Indeed, no messaging ambiguities or unwieldy melodies beset Heart on My Glass. Really, not one. Three songs in particular emerge as sterling examples.

There’s the amusingly mournful “Where You Drink” (as in, “don’t fall in love where you drink, thereby cutting yourself off from both a lover and — crucially — your favourite watering hole in the event of a breakup”); the torchy, super-catchy, and heart-melting “Cool About It” (“pretending to be over someone for the sake of optics despite being shattered”); and the gospel-washed “Better Story” which glides out on the testimonial hum of strings and Patrick’s soaring voice. It comes with a good story all its own.
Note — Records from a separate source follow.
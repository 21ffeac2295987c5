use crate::services::RenderedFrame;
use chrono::{DateTime, Duration, Utc};
use std::sync::Arc;
use tokio::sync::RwLock;

/// Holds the most recently rendered frame
pub struct FrameCache {
    latest: RwLock<Option<Arc<RenderedFrame>>>,
}

impl FrameCache {
    pub fn new() -> Self {
        Self {
            latest: RwLock::new(None),
        }
    }

    /// Return the cached frame if it is younger than `max_age`
    pub async fn get_fresh(
        &self,
        now: DateTime<Utc>,
        max_age: Duration,
    ) -> Option<Arc<RenderedFrame>> {
        if max_age <= Duration::zero() {
            return None;
        }
        let latest = self.latest.read().await;
        latest
            .as_ref()
            .filter(|frame| now - frame.generated_at < max_age)
            .cloned()
    }

    /// Replace the cached frame
    pub async fn store(&self, frame: Arc<RenderedFrame>) {
        let mut latest = self.latest.write().await;
        *latest = Some(frame);
    }
}

impl Default for FrameCache {
    fn default() -> Self {
        Self::new()
    }
}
“That’s one of my favourites and a bit of a stylistic leap for me,” Patrick says. “My producer Joey Hyde knew I grew up with blues and soul. Aretha Franklin is one of my favourite singers. So, we wanted to go for that. Joey asked if he could go ahead and try something without me around as I can be, uh, somewhat controlling,” she laughs.

“Joey went ahead and brought in Kristen Rogers for backing vocals, and she was perfect. She elevated the song in a way I couldn’t imagine. Plus, the acapella outro was different for me. The last song on the record” — the propulsive, sorta-rock, and wearily knowing “Liar Too” — “is also something unique for me. Those songs show my musical layers within songs that tell a story.

“To be honest, during the pandemic, I had a lot of anxiety and was depressed. I had the whole year planned out and everything was torn away,” Patrick says. “There were so many unknowns. Finally, I realized that if I was not going to be able to perform, I needed to use time wisely and creatively.

“I committed myself to writing every day, to sitting down with my guitar and coming up with ideas, hooks, progressions… whatever. Now I look back and see that all the uncertainty created this strong album that I am so proud of.

“Success for me will always be based on the fans,” Patrick says. “Awards are amazing, and they give you pause to reflect on hard work and how far you have come. But there’s politics. I can say that because I’ve won awards,” she howls, humbly acknowledging a 2020 Canadian Country Album of the Year JUNO Award for the Wild as Me EP as well as multiple CCMA and CMAO nominations and wins.

“But if I can maintain the same fans through different records and different evolutions of my creativity, that feels like a real win.”

Spoken like an artist who prizes authenticity above all else.